Aim of the task:
The word "processed": in how many lines of the records does it appear? Reply with the number alone.

Top of Supplied material

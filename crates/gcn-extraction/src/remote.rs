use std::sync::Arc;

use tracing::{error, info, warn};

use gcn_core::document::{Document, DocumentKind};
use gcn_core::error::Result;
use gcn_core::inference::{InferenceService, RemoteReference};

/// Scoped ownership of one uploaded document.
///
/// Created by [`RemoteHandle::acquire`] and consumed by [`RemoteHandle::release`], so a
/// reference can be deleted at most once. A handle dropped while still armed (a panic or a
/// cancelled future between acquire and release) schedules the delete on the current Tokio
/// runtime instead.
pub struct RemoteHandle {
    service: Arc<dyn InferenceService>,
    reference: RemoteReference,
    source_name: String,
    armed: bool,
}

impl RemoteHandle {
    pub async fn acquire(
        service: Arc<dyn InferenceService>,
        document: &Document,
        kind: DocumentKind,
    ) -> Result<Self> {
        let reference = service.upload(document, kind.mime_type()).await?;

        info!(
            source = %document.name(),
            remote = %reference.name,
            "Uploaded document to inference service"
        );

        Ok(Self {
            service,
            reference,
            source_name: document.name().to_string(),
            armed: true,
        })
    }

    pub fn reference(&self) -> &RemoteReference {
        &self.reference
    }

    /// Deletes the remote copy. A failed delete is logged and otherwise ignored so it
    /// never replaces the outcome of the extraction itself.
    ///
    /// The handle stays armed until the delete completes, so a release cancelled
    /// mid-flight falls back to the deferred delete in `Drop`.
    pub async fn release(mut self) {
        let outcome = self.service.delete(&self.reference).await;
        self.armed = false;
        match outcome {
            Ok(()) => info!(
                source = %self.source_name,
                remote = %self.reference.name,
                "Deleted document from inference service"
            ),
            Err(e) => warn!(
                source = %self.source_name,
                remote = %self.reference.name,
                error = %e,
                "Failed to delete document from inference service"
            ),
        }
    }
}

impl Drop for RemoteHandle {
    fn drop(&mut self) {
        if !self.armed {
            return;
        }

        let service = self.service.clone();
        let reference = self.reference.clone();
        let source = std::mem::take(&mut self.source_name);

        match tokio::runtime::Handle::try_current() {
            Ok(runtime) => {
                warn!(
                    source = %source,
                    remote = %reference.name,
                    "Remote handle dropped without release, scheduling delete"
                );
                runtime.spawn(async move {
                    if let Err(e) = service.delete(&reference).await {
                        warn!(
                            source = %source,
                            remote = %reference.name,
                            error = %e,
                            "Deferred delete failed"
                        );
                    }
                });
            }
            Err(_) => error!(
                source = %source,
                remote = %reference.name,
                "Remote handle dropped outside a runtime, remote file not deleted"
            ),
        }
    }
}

Bottom of Supplied material
Top of Supplied material

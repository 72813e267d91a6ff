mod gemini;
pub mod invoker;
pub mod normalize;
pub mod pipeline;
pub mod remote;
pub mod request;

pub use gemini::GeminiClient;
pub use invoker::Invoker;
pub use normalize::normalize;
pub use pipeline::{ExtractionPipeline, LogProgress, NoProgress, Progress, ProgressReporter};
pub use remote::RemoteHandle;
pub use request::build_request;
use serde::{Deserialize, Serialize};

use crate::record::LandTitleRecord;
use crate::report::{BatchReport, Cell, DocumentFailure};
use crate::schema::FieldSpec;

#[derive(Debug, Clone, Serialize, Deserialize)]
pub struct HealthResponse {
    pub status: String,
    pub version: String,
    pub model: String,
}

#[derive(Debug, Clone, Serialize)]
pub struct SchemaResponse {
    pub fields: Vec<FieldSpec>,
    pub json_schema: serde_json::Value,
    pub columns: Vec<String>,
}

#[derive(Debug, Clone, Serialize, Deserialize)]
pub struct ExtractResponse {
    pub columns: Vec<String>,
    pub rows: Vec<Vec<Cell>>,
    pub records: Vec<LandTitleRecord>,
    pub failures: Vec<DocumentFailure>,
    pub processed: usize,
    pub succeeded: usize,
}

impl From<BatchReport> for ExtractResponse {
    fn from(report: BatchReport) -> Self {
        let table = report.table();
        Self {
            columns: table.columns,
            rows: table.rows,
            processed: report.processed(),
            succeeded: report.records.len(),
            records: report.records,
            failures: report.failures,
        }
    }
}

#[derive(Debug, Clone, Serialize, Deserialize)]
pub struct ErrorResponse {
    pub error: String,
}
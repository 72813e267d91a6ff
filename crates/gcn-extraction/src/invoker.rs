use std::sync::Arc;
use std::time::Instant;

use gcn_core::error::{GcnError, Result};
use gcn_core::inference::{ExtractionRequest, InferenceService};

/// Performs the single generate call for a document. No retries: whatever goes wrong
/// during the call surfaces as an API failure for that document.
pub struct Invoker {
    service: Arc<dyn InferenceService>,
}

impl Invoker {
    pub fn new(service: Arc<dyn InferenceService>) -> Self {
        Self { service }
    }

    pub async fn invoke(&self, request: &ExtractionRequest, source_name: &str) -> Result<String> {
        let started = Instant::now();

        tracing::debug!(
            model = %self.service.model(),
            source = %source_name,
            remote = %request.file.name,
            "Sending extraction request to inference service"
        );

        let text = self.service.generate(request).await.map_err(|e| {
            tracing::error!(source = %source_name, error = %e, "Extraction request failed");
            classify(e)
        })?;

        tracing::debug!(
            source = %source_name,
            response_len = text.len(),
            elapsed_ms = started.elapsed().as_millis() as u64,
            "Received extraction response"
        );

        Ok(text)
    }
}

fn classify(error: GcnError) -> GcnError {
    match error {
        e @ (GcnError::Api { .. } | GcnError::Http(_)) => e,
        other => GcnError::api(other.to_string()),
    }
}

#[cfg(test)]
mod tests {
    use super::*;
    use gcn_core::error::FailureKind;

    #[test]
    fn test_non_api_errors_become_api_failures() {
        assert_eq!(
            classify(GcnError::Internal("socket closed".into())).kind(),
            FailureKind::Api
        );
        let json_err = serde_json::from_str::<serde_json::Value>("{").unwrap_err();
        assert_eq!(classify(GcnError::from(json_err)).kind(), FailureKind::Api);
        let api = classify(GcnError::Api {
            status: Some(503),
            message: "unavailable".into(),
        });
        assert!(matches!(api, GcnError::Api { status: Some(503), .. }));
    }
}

Bottom of Supplied material

Exercise solution:
2